Exercise goal: Your task is to copy every line of the records below that contains "Runs".

_ _ _ _ _ _ _

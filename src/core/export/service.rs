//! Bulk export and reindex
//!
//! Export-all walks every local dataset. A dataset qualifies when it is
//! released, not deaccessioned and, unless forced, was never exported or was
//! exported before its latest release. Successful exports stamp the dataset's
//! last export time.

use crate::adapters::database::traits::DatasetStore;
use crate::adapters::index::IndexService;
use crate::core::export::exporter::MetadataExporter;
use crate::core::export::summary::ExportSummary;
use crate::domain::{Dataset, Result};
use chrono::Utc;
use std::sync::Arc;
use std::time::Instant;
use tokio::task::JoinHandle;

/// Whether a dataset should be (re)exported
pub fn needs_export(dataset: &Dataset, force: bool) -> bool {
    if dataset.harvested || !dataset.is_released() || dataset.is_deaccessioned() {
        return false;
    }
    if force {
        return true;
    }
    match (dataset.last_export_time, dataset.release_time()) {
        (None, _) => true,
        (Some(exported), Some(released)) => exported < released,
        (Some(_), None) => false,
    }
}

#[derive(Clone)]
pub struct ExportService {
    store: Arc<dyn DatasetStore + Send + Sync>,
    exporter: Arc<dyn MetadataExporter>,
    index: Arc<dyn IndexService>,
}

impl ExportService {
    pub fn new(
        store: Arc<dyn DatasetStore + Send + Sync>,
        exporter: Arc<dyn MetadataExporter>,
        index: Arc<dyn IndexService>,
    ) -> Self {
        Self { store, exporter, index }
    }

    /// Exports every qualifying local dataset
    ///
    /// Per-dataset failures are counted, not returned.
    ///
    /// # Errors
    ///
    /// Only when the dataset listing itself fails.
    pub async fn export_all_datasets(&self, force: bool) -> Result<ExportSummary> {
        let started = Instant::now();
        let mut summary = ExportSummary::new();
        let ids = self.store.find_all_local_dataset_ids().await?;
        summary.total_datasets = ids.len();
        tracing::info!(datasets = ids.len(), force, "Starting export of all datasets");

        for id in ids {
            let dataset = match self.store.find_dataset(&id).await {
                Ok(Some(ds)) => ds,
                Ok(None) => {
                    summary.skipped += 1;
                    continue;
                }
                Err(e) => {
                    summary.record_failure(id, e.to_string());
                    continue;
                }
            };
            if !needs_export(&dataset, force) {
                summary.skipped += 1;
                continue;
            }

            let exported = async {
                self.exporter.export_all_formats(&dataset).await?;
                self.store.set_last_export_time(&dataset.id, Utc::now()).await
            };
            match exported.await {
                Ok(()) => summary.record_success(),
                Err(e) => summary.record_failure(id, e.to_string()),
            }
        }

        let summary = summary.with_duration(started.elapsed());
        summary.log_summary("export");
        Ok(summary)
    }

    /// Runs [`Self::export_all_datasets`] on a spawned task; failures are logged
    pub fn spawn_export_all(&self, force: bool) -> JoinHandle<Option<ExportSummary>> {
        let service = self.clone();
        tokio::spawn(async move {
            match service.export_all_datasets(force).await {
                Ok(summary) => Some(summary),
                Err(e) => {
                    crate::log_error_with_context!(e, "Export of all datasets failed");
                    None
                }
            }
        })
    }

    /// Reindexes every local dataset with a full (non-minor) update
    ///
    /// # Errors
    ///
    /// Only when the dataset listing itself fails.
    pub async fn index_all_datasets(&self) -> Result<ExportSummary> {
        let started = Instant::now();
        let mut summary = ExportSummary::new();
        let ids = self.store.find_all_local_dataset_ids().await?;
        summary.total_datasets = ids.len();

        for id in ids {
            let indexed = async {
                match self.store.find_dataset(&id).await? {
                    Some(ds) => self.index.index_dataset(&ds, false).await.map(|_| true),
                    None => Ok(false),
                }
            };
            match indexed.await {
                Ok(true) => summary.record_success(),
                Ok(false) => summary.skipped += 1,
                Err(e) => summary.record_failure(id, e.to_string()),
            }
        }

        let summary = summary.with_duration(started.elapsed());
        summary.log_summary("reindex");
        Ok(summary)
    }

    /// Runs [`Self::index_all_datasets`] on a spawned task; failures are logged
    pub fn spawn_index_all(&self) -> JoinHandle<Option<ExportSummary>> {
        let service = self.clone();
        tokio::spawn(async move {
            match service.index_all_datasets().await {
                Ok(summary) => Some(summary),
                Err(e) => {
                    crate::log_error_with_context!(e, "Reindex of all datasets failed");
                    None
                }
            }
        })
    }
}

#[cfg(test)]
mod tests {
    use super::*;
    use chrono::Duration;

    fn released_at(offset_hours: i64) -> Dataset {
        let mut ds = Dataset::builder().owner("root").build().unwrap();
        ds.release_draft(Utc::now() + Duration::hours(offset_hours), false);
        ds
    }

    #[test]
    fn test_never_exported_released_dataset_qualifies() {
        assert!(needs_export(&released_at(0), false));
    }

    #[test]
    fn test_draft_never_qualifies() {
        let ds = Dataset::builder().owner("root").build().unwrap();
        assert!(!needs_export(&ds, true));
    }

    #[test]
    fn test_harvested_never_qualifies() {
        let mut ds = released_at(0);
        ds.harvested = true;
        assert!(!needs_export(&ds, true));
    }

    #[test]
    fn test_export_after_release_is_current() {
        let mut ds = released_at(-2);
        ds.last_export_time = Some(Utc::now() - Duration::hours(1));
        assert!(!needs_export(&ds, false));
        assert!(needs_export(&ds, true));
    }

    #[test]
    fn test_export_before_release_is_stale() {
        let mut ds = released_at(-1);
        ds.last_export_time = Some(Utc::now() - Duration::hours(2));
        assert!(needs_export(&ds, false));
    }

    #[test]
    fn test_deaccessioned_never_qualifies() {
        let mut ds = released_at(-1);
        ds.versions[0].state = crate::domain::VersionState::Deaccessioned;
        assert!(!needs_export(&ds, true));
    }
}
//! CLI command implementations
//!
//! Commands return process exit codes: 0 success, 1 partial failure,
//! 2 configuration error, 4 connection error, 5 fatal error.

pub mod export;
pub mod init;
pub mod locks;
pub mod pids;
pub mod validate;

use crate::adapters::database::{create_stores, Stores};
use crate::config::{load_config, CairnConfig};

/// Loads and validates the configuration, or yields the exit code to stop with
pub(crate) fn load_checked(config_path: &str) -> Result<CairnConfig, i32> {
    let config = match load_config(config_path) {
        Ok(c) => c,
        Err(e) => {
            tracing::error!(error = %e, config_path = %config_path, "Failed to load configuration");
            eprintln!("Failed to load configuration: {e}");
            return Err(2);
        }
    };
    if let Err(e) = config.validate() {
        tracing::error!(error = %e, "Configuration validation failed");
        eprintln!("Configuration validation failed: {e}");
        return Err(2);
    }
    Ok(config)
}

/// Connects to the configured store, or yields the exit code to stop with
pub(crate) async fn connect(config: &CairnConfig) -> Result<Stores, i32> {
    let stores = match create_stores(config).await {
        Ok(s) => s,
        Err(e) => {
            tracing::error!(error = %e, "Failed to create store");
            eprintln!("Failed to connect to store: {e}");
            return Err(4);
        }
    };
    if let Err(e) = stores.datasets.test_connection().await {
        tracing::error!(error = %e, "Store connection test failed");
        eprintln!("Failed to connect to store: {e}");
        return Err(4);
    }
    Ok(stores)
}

_ _ _ _ _ _ _

Answer to the exercise:
    /// Runs [`Self::export_all_datasets`] on a spawned task; failures are logged
    /// Runs [`Self::index_all_datasets`] on a spawned task; failures are logged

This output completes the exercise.